Arthur Kavanaugh, MD, from the University of California-San Diego, and colleagues, performed a post-hoc analysis of a subset of study participants from the P-SUMMIT clinical trials (Phase 3 Multicenter, Randomized, Double-blind, Placebo-controlled Trial of Ustekinumab, a Fully Human Aanti-IL-12/23p40 Monoclonal Antibody, Administered Subcutaneously, in Subjects With Active Psoriatic Arthritis, ClinicalTrials.gov Identifiers: NCT01009086, NCT01077362).

Adult patients with active PsA enrolled in the clinical trial were randomly assigned to receive either ustekinumab 45 mg, ustekinumab 90 mg , or placebo at week 0, week 4, and then every 12 weeks thereafter.  A subset of study participants with physician-diagnosed spondylitis had outcomes tested utilizing the Bath Ankylosing Spondylitis Disease Activity Index (BASDAI) and Ankylosing Spondylitis Disease Activity Score C-Reactive Protein (ASDAS-CRP).

After 24 weeks of treatment, more PsA patients with physician-diagnosed spondylitis assigned to receive ustekinumab achieved BASDAI scores of 20 (54.8% vs 32.9%), BASDAI scores of 50 (29.3% vs 11.4%), and BASDAI scores of 70 (15.3% vs 0%) when compared to placebo. Twenty seven percent of study participants with spondylitis in the ustekinumab treatment group achieved mean percentage improvement in ASDAS-CRP scores when compared with placebo (3.9%; P < .001).

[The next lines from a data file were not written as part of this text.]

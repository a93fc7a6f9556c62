//! Versioned vocabulary tables.
//!
//! Every keyword list the classifier and sanitizer consult lives here, as data.
//! The built-in tables are version 1; callers (and tests) may inject their own
//! tables, either in code or from a JSON file. Missing tables in a JSON file
//! fall back to the built-in ones.

use std::path::Path;

use serde::{Deserialize, Serialize};

use crate::error::{ExportError, HarvestResult, VocabularyError};

/// The only vocabulary layout this crate understands.
pub const SUPPORTED_VERSION: u32 = 1;

const JOB_KEYWORDS: &[&str] = &[
    "engineer",
    "developer",
    "scientist",
    "manager",
    "lead",
    "head",
    "architect",
    "specialist",
    "analyst",
    "consultant",
    "intern",
    "researcher",
    "software",
    "data",
    "system",
    "director",
    "@",
];

const NOISE_TAGS: &[&str] = &[
    "python",
    "rust",
    "spark",
    "scale",
    "ai",
    "jax",
    "robotics",
    "throughput",
    "multimodal",
    "preprocessing",
];

const CITIES: &[&str] = &[
    "San Francisco",
    "San Jose",
    "Berkeley",
    "Oakland",
    "Palo Alto",
    "Mountain View",
];

const EDUCATION_KEYWORDS: &[&str] = &[
    "University",
    "College",
    "Bachelor",
    "Master",
    "PhD",
    "B.S.",
    "M.S.",
    "Ph.D.",
];

const SKILLS: &[&str] = &[
    "Python",
    "Java",
    "JavaScript",
    "C++",
    "Rust",
    "Go",
    "SQL",
    "Spark",
    "Hadoop",
    "AWS",
    "Azure",
    "GCP",
    "Docker",
    "Kubernetes",
    "React",
    "Angular",
    "Vue",
    "Data Science",
    "Machine Learning",
    "AI",
    "Deep Learning",
    "Cloud",
    "Big Data",
];

const NAME_JOB_INDICATORS: &[&str] = &[
    "engineer",
    "developer",
    "programmer",
    "lead",
    "senior",
    "software",
    "data scientist",
    "@",
];

const SWAP_JOB_INDICATORS: &[&str] = &[
    "engineer",
    "developer",
    "scientist",
    "manager",
    "lead",
    "senior",
    "@",
];

const ROLE_TERMS: &[&str] = &[
    "engineer",
    "developer",
    "scientist",
    "manager",
    "lead",
    "architect",
    "senior",
    "data",
];

const RESIDUAL_NOISE: &[&str] = &[
    "scale",
    "+1 more",
    "+2 more",
    "+3 more",
    "+6 more",
    "throughput",
    "preprocessing",
];

const BARE_SKILL_TOKENS: &[&str] = &["python", "rust", "spark", "ai"];

fn owned(table: &[&str]) -> Vec<String> {
    table.iter().map(|s| (*s).to_string()).collect()
}

/// Keyword tables driving classification and sanitation.
#[derive(Debug, Clone, PartialEq, Eq, Serialize, Deserialize)]
#[serde(default)]
pub struct Vocabulary {
    /// Layout version; must equal [`SUPPORTED_VERSION`].
    pub version: u32,
    /// Substrings marking a line as a job title (classifier).
    pub job_keywords: Vec<String>,
    /// Whole-text skill tags that mark a block as UI noise.
    pub noise_tags: Vec<String>,
    /// Recognized city names.
    pub cities: Vec<String>,
    /// Substrings marking a line as education.
    pub education_keywords: Vec<String>,
    /// Skill vocabulary, in canonical spelling.
    pub skills: Vec<String>,
    /// Substrings marking a stored name as a job title (sanitizer).
    pub name_job_indicators: Vec<String>,
    /// Substrings that veto moving a position into the name field (sanitizer).
    pub swap_job_indicators: Vec<String>,
    /// Role terms capitalized inside positions.
    pub role_terms: Vec<String>,
    /// Exact position values that mark a record as residual UI noise.
    pub residual_noise: Vec<String>,
    /// Lower-cased position values that are bare skill tags.
    pub bare_skill_tokens: Vec<String>,
}

impl Default for Vocabulary {
    fn default() -> Self {
        Self::builtin()
    }
}

impl Vocabulary {
    /// The built-in version 1 tables.
    #[must_use]
    pub fn builtin() -> Self {
        Self {
            version: SUPPORTED_VERSION,
            job_keywords: owned(JOB_KEYWORDS),
            noise_tags: owned(NOISE_TAGS),
            cities: owned(CITIES),
            education_keywords: owned(EDUCATION_KEYWORDS),
            skills: owned(SKILLS),
            name_job_indicators: owned(NAME_JOB_INDICATORS),
            swap_job_indicators: owned(SWAP_JOB_INDICATORS),
            role_terms: owned(ROLE_TERMS),
            residual_noise: owned(RESIDUAL_NOISE),
            bare_skill_tokens: owned(BARE_SKILL_TOKENS),
        }
    }

    /// Loads tables from a JSON file and validates them.
    pub fn from_file(path: impl AsRef<Path>) -> HarvestResult<Self> {
        let path = path.as_ref();
        let raw = std::fs::read_to_string(path).map_err(|e| ExportError::io(path, e))?;
        let vocabulary: Self =
            serde_json::from_str(&raw).map_err(|e| ExportError::json(path, e))?;
        vocabulary.validate()?;
        tracing::debug!(
            path = %path.display(),
            version = vocabulary.version,
            skills = vocabulary.skills.len(),
            cities = vocabulary.cities.len(),
            "Loaded vocabulary"
        );
        Ok(vocabulary)
    }

    /// Checks the version and table contents.
    ///
    /// # Validation
    /// - `version` must equal [`SUPPORTED_VERSION`].
    /// - `job_keywords`, `cities` and `skills` must be non-empty.
    /// - No table may contain a blank entry.
    pub fn validate(&self) -> Result<(), VocabularyError> {
        if self.version != SUPPORTED_VERSION {
            return Err(VocabularyError::UnsupportedVersion {
                version: self.version,
                supported: SUPPORTED_VERSION,
            });
        }

        for (table, entries) in [
            ("job_keywords", &self.job_keywords),
            ("cities", &self.cities),
            ("skills", &self.skills),
        ] {
            if entries.is_empty() {
                return Err(VocabularyError::EmptyTable { table });
            }
        }

        for (table, entries) in self.tables() {
            if let Some(index) = entries.iter().position(|e| e.trim().is_empty()) {
                return Err(VocabularyError::BlankEntry { table, index });
            }
        }

        Ok(())
    }

    fn tables(&self) -> [(&'static str, &Vec<String>); 10] {
        [
            ("job_keywords", &self.job_keywords),
            ("noise_tags", &self.noise_tags),
            ("cities", &self.cities),
            ("education_keywords", &self.education_keywords),
            ("skills", &self.skills),
            ("name_job_indicators", &self.name_job_indicators),
            ("swap_job_indicators", &self.swap_job_indicators),
            ("role_terms", &self.role_terms),
            ("residual_noise", &self.residual_noise),
            ("bare_skill_tokens", &self.bare_skill_tokens),
        ]
    }
}

#[cfg(test)]
mod tests {
    use super::*;

    #[test]
    fn test_builtin_is_valid() {
        let vocabulary = Vocabulary::builtin();
        assert!(vocabulary.validate().is_ok());
        assert_eq!(vocabulary.cities.len(), 6);
        assert!(vocabulary.skills.iter().any(|s| s == "C++"));
    }

    #[test]
    fn test_rejects_unknown_version() {
        let vocabulary = Vocabulary {
            version: 2,
            ..Vocabulary::builtin()
        };
        assert!(matches!(
            vocabulary.validate(),
            Err(VocabularyError::UnsupportedVersion { version: 2, .. })
        ));
    }

    #[test]
    fn test_rejects_empty_required_table() {
        let vocabulary = Vocabulary {
            cities: Vec::new(),
            ..Vocabulary::builtin()
        };
        assert!(matches!(
            vocabulary.validate(),
            Err(VocabularyError::EmptyTable { table: "cities" })
        ));
    }

    #[test]
    fn test_rejects_blank_entry() {
        let vocabulary = Vocabulary {
            role_terms: vec!["engineer".to_string(), "  ".to_string()],
            ..Vocabulary::builtin()
        };
        assert!(matches!(
            vocabulary.validate(),
            Err(VocabularyError::BlankEntry {
                table: "role_terms",
                index: 1
            })
        ));
    }

    #[test]
    fn test_partial_json_falls_back_to_builtin() {
        let vocabulary: Vocabulary =
            serde_json::from_str(r#"{"version": 1, "cities": ["Gotham"]}"#).unwrap();
        assert_eq!(vocabulary.cities, vec!["Gotham"]);
        assert_eq!(vocabulary.skills, Vocabulary::builtin().skills);
    }
}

“Comparable to the overall study population, significant improvements were also achieved in psoriasis, peripheral arthritis, enthesitis, dactylitis, physical function and peripheral joint radiographs in the spondylitis subset,” the authors found.

Summary and Clinical Applicability

Patients with comorbid active PsA and physician-reported spondylitis treated with ustekinumab had improvements in axial signs and symptoms at 24 weeks post-treatment initiation.

Limitations

Study participants included in the spondylitis group were physician-diagnosed, as baseline axial radiographs were not available for all patients. 

Reference

Kavanaugh A, Puig L, Gottlieb AB, et al. Efficacy and safety of ustekinumab in psoriatic arthritis patients with peripheral arthritis and physician-reported spondylitis: post-hoc analyses from two phase III, multicentre, double-blind, placebo-controlled studies (PSUMMIT-1/PSUMMIT-2). Ann Rheum Dis. 2016; [Epub ahead of print] April 20, 2106 doi: 10.1136/annrheumdis-2015-209068.